A comment in another Substack clued me in to the importance of this day: It was 250 years ago, today, that Patrick Henry declaimed, “Give me liberty or give me death!” to the Second Virginia Convention, an antecedent to the Continental Congress, and so to our nation. Henry was speaking in favor of his proposal to raise a militia independent of royal authority, expressly understanding that war might come. He is quoted as saying, “If we were base enough to desire it, it is now too late to retire from the contest. There is no retreat but in submission and slavery! Our chains are forged! Their clanking may be heard on the plains of Boston! The war is inevitable and let it come! I repeat it, sir, let it come. It is in vain, sir, to extenuate the matter. Gentlemen may cry, Peace, Peace but there is no peace. The war is actually begun! The next gale that sweeps from the north will bring to our ears the clash of resounding arms! Our brethren are already in the field! Why stand we here idle? What is it that gentlemen wish? What would they have? Is life so dear, or peace so sweet, as to be purchased at the price of chains and slavery? Forbid it, Almighty God! I know not what course others may take; but as for me, give me liberty or give me death!”

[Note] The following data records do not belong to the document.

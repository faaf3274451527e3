//! Colored diagnostic output for the command line.
//!
//! Uses `termcolor` for cross-platform colored terminal output.
//! Respects `NO_COLOR` environment variable and `--color` flag.

use quadc_engine::diagnostic::SimpleFiles;
use quadc_engine::Diagnostic;
use termcolor::{ColorChoice, StandardStream};

/// Resolve `ColorChoice` from CLI flag and environment.
///
/// Priority: `NO_COLOR` env > `--color` flag > auto-detect TTY.
pub fn resolve_color_choice(flag: Option<&str>) -> ColorChoice {
    if std::env::var_os("NO_COLOR").is_some() {
        return ColorChoice::Never;
    }
    match flag {
        Some("always") => ColorChoice::Always,
        Some("never") => ColorChoice::Never,
        _ => ColorChoice::Auto,
    }
}

/// Print diagnostics to stderr
pub fn emit_diagnostics(
    diagnostics: &[Diagnostic],
    files: &SimpleFiles<String, String>,
    choice: ColorChoice,
) -> anyhow::Result<()> {
    let mut stderr = StandardStream::stderr(choice);
    for diag in diagnostics {
        diag.emit(&mut stderr, files)?;
    }
    Ok(())
}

Actually, war between the colonists (as they saw themselves) and the British had not yet begun when Henry spoke. That was to happen less than a month later, on April 19th, at Lexington Green, in Massachusetts. There, Capt. John Parker would tell his ragtag band of militia, “Don’t fire unless fired upon, but if they mean to have a war, let it begin here, and now.” A few moments later, a shot was fired—no one knows from which side—and the fighting began. So, on April 19th this year, it will be 250 years exactly since the start of the Revolution that gave birth to the United States.
The Right has its anti-democratic, authoritarian, oligarchic Project 2025. I suggest that decent Americans join in Project 250: A movement to remember, relive and revive the principles that this nation was founded on, or at least the ones that have carried us forward, the unalienable truths of the Declaration of Independence, written down the year after Lexington, but very much in the air that April day: That all people are created equal. That all are entitled to a fair chance of life, liberty and to pursue their dreams (what else is the pursuit of happiness?). Our project does not need a lot of expiation or theorizing. We have hammered it out at Lexington and Concord, at Saratoga, in the Constitutional Convention, at Gettysburg and Vicksburg, in the 13th, 14th and 15th Amendments that have been called a Second Declaration of Independence, in the drive to organize labor and protect the health and safety of ordinary Americans, in the New Deal, at Midway and the beaches of Normandy and the Bulge, in cities and small towns across the South, and in Washington D.C. at the March on Washington, in the struggle for the Affordable Care Act and to preserve the Constitution on January 6, 2021. We know what America ought to be. The challenge now is to remind our fellows of it, and to show them that their best life will come from the dream that made Americans willing to challenge the most powerful empire in the world 250 years ago.
Frankly, I’m not sure how to spread the idea of a Project 250, but I’d be happy to hear your suggestions. And even happier to see the concept spread across a nation struggling under the weight of tyranny and corruption.
As a coda, I offer a simple ballad by the great Paul Robeson; the same song was recorded later by Frank Sinatra in a bowdlerized version, but this is the one that still stops me in my tracks.
(As for John Parker, on April 19, 1775 he was suffering from the tuberculosis that would kill him a few months later. Sadly, under the present regime, TB is showing signs of a comeback.)
-30-
A great letter Jon and an outstanding way to start Project 250. For what it's worth, I'm restacking it and posting it on my FB and Bluesky pages. I think TC will pick it up too, and you might email it to Robert Hubbell and Heather Richardson. This is one of the most positive pieces of opposition writing I've seen and there needs to be more like it. Thanks.
I can see why you choose Robeson - that version defintely blows Ol' Blue Eyes outta the water.
As for Project 250, all of us with blogs and all the others who comment on blogs can start pushing it. It's a damn good idea, particularly since you know Anusmouth Pantsload is going to try and steal the celebration next year.